The oxygen sensor MgFnr controls magnetite biomineralization by regulation of denitrification in Magnetospirillum gryphiswaldense
1 Department Biologie I, Mikrobiologie, Ludwig-Maximilians-Universität München, Großhaderner Str. 2-4, 82152 Planegg-Martinsried, Germany
2 CEA, IBEB, Laboratoire de Bioénergétique Cellulaire, Saint-Paul-lez-Durance F-13108, France
3 CNRS, UMR Biologie Végétale & Microbiologie Environnementales, Saint-Paul-lez-Durance F-13108, France
4 Aix-Marseille Université, Saint-Paul-lez-Durance F-13108, France
5 Lehrstuhl f. Mikrobiologie, Universität Bayreuth, 95447 Bayreuth, Germany
BMC Microbiology 2014, 14:153 doi:10.1186/1471-2180-14-153Published: 10 June 2014
Magnetotactic bacteria are capable of synthesizing magnetosomes only under oxygen-limited conditions. However, the mechanism of the aerobic repression on magnetite biomineralization has remained unknown. In Escherichia coli and other bacteria, Fnr (fumarate and nitrate reduction regulator) proteins are known to be involved in controlling the switch between microaerobic and aerobic metabolism. Here, we report on an Fnr-like protein (MgFnr) and its role in growth metabolism and magnetite biomineralization in the alphaproteobacterium Magnetospirillum gryphiswaldense.

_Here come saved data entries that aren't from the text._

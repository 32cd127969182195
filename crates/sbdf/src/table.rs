//! Table metadata and its wire section.

use std::io::{Read, Write};

use bytes::{BufMut, BytesMut};
use sbdf_format::section::{self, SectionType};
use sbdf_format::{codec, primitive, FormatError, UsageError, Value, ValueKind};

use crate::column::{ColumnMetadata, PROPERTY_DATA_TYPE, PROPERTY_NAME};
use crate::error::Error;
use crate::metadata::{MetadataCollection, MetadataProperty};

/// One distinct column-property key: its name, kind, and table-wide
/// default.
#[derive(Debug, Clone)]
struct ColumnKey {
    name: String,
    kind: ValueKind,
    default: Option<Value>,
}

/// Immutable metadata for a table: its own properties plus an ordered
/// sequence of column metadata. Column order matches slice order on wire.
#[derive(Debug, Clone, PartialEq)]
pub struct TableMetadata {
    properties: MetadataCollection,
    columns: Vec<ColumnMetadata>,
}

impl TableMetadata {
    /// The table's own properties.
    #[must_use]
    pub fn properties(&self) -> &MetadataCollection {
        &self.properties
    }

    /// The columns in wire order.
    #[must_use]
    pub fn columns(&self) -> &[ColumnMetadata] {
        &self.columns
    }

    /// Number of columns.
    #[must_use]
    pub fn column_count(&self) -> usize {
        self.columns.len()
    }

    /// Index of the first column with the given name.
    #[must_use]
    pub fn column_index(&self, name: &str) -> Option<usize> {
        self.columns.iter().position(|c| c.name() == name)
    }

    /// The distinct column-property keys in first-seen order. Every
    /// column's conceptual property list starts with `Name` and
    /// `DataType`, so those keys always lead.
    fn distinct_column_keys(&self) -> Vec<ColumnKey> {
        let mut keys = vec![
            ColumnKey {
                name: PROPERTY_NAME.to_string(),
                kind: ValueKind::String,
                default: None,
            },
            ColumnKey {
                name: PROPERTY_DATA_TYPE.to_string(),
                kind: ValueKind::Binary,
                default: None,
            },
        ];
        for column in &self.columns {
            for property in column.assigned_properties() {
                if !keys.iter().any(|k| k.name == property.name()) {
                    keys.push(ColumnKey {
                        name: property.name().to_string(),
                        kind: property.kind(),
                        default: property.default_value().cloned(),
                    });
                }
            }
        }
        keys
    }

    fn key_value(column: &ColumnMetadata, key: &ColumnKey) -> Option<Value> {
        match key.name.as_str() {
            PROPERTY_NAME => Some(Value::from(column.name())),
            PROPERTY_DATA_TYPE => Some(Value::Binary(column.value_kind().to_binary())),
            name => column.property(name).and_then(|p| p.value().cloned()),
        }
    }

    fn encode(&self, dst: &mut BytesMut) -> Result<(), FormatError> {
        section::write_section_header(dst, SectionType::TableMetadata);

        dst.put_i32_le(self.properties.len() as i32);
        for property in &self.properties {
            codec::write_string(dst, property.name());
            dst.put_u8(property.kind().code());
            write_optional_value(dst, property.value())?;
            write_optional_value(dst, property.default_value())?;
        }

        dst.put_i32_le(self.columns.len() as i32);

        let keys = self.distinct_column_keys();
        dst.put_i32_le(keys.len() as i32);
        for key in &keys {
            codec::write_string(dst, &key.name);
            dst.put_u8(key.kind.code());
            write_optional_value(dst, key.default.as_ref())?;
        }

        for column in &self.columns {
            for key in &keys {
                match Self::key_value(column, key) {
                    Some(value) => {
                        codec::write_bool(dst, true);
                        primitive::write_value(dst, &value)?;
                    }
                    None => codec::write_bool(dst, false),
                }
            }
        }
        Ok(())
    }

    /// Write the table-metadata section to a sink.
    pub fn write<W: Write>(&self, sink: &mut W) -> Result<(), Error> {
        let mut buf = BytesMut::new();
        self.encode(&mut buf)?;
        sink.write_all(&buf)?;
        Ok(())
    }

    /// Read a table-metadata section from a source.
    pub fn read<R: Read>(source: &mut R) -> Result<Self, Error> {
        section::expect_section(source, SectionType::TableMetadata)?;

        let mut builder = TableMetadataBuilder::new();
        let property_count = codec::length_to_usize(codec::read_i32(source)?)?;
        for _ in 0..property_count {
            let name = codec::read_string(source)?;
            let kind = ValueKind::from_wire(codec::read_u8(source)?)?;
            let value = read_optional_value(source, kind)?;
            let default = read_optional_value(source, kind)?;
            builder
                .properties
                .add(MetadataProperty::of_kind(name, kind, value, default)?)?;
        }

        let column_count = codec::length_to_usize(codec::read_i32(source)?)?;

        let key_count = codec::length_to_usize(codec::read_i32(source)?)?;
        let mut keys = Vec::with_capacity(key_count);
        for _ in 0..key_count {
            let name = codec::read_string(source)?;
            let kind = ValueKind::from_wire(codec::read_u8(source)?)?;
            let default = read_optional_value(source, kind)?;
            keys.push(ColumnKey {
                name,
                kind,
                default,
            });
        }

        for _ in 0..column_count {
            let mut name: Option<String> = None;
            let mut kind: Option<ValueKind> = None;
            let mut assigned: Vec<(ColumnKey, Value)> = Vec::new();

            for key in &keys {
                if !codec::read_bool(source)? {
                    continue;
                }
                let value = primitive::read_value(source, key.kind)?;
                match (key.name.as_str(), value) {
                    (PROPERTY_NAME, Value::String(s)) => name = Some(s),
                    (PROPERTY_DATA_TYPE, Value::Binary(b)) => {
                        kind = Some(ValueKind::from_binary(&b)?);
                    }
                    (_, value) => assigned.push((key.clone(), value)),
                }
            }

            let name = name.ok_or(FormatError::MissingColumnProperty(PROPERTY_NAME))?;
            let kind = kind.ok_or(FormatError::MissingColumnProperty(PROPERTY_DATA_TYPE))?;
            let mut column = ColumnMetadata::new(name, kind)?;
            for (key, value) in assigned {
                column.add(MetadataProperty::of_kind(
                    key.name,
                    key.kind,
                    Some(value),
                    key.default,
                )?)?;
            }
            builder.add_column(column);
        }

        Ok(builder.build()?)
    }
}

fn write_optional_value(dst: &mut BytesMut, value: Option<&Value>) -> Result<(), FormatError> {
    match value {
        Some(value) => {
            codec::write_bool(dst, true);
            primitive::write_value(dst, value)
        }
        None => {
            codec::write_bool(dst, false);
            Ok(())
        }
    }
}

fn read_optional_value<R: Read>(
    src: &mut R,
    kind: ValueKind,
) -> Result<Option<Value>, FormatError> {
    if codec::read_bool(src)? {
        Ok(Some(primitive::read_value(src, kind)?))
    } else {
        Ok(None)
    }
}

/// Builder for [`TableMetadata`].
///
/// Columns and table properties accumulate mutably; [`build`](Self::build)
/// validates the shared-column-property invariant and seals everything.
#[derive(Debug, Default)]
pub struct TableMetadataBuilder {
    properties: MetadataCollection,
    columns: Vec<ColumnMetadata>,
}

impl TableMetadataBuilder {
    /// An empty builder.
    #[must_use]
    pub fn new() -> Self {
        Self::default()
    }

    /// Append a column. Column order becomes wire order.
    pub fn add_column(&mut self, column: ColumnMetadata) -> &mut Self {
        self.columns.push(column);
        self
    }

    /// Add a table property with an inferred kind.
    pub fn add_property(
        &mut self,
        name: impl Into<String>,
        value: Value,
    ) -> Result<&mut Self, UsageError> {
        self.properties.add(MetadataProperty::new(name, value)?)?;
        Ok(self)
    }

    /// Add a prebuilt table property.
    pub fn add_table_property(&mut self, property: MetadataProperty) -> Result<&mut Self, UsageError> {
        self.properties.add(property)?;
        Ok(self)
    }

    /// Validate and seal into an immutable [`TableMetadata`].
    ///
    /// A property name shared by multiple columns must carry the same
    /// kind and default everywhere; a mismatch fails the build before any
    /// bytes are produced.
    pub fn build(mut self) -> Result<TableMetadata, UsageError> {
        {
            let mut seen: Vec<(&str, ValueKind, Option<&Value>)> = Vec::new();
            for column in &self.columns {
                for property in column.assigned_properties() {
                    match seen.iter().find(|(name, _, _)| *name == property.name()) {
                        Some((_, kind, default)) => {
                            if *kind != property.kind() || *default != property.default_value() {
                                return Err(UsageError::PropertyConflict {
                                    name: property.name().to_string(),
                                });
                            }
                        }
                        None => {
                            seen.push((property.name(), property.kind(), property.default_value()));
                        }
                    }
                }
            }
        }

        self.properties.seal();
        for column in &mut self.columns {
            column.seal();
        }
        Ok(TableMetadata {
            properties: self.properties,
            columns: self.columns,
        })
    }
}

Deletion of Mgfnr not only resulted in decreased N2 production due to reduced N2O reductase activity, but also impaired magnetite biomineralization under microaerobic conditions in the presence of nitrate. Overexpression of MgFnr in the WT also caused the synthesis of smaller magnetite particles under anaerobic and microaerobic conditions in the presence of nitrate. These data suggest that proper expression of MgFnr is required for WT-like magnetosome synthesis, which is regulated by oxygen. Analyses of transcriptional gusA reporter fusions revealed that besides showing similar properties to Fnr proteins reported in other bacteria, MgFnr is involved in the repression of the expression of denitrification genes nor and nosZ under aerobic conditions, possibly owing to several unique amino acid residues specific to MTB-Fnr.
We have identified and thoroughly characterized the first regulatory protein mediating denitrification growth and magnetite biomineralization in response to different oxygen conditions in a magnetotactic bacterium. Our findings reveal that the global oxygen regulator MgFnr is a genuine O2 sensor. It is involved in controlling expression of denitrification genes and thereby plays an indirect role in maintaining proper redox conditions required for magnetite biomineralization.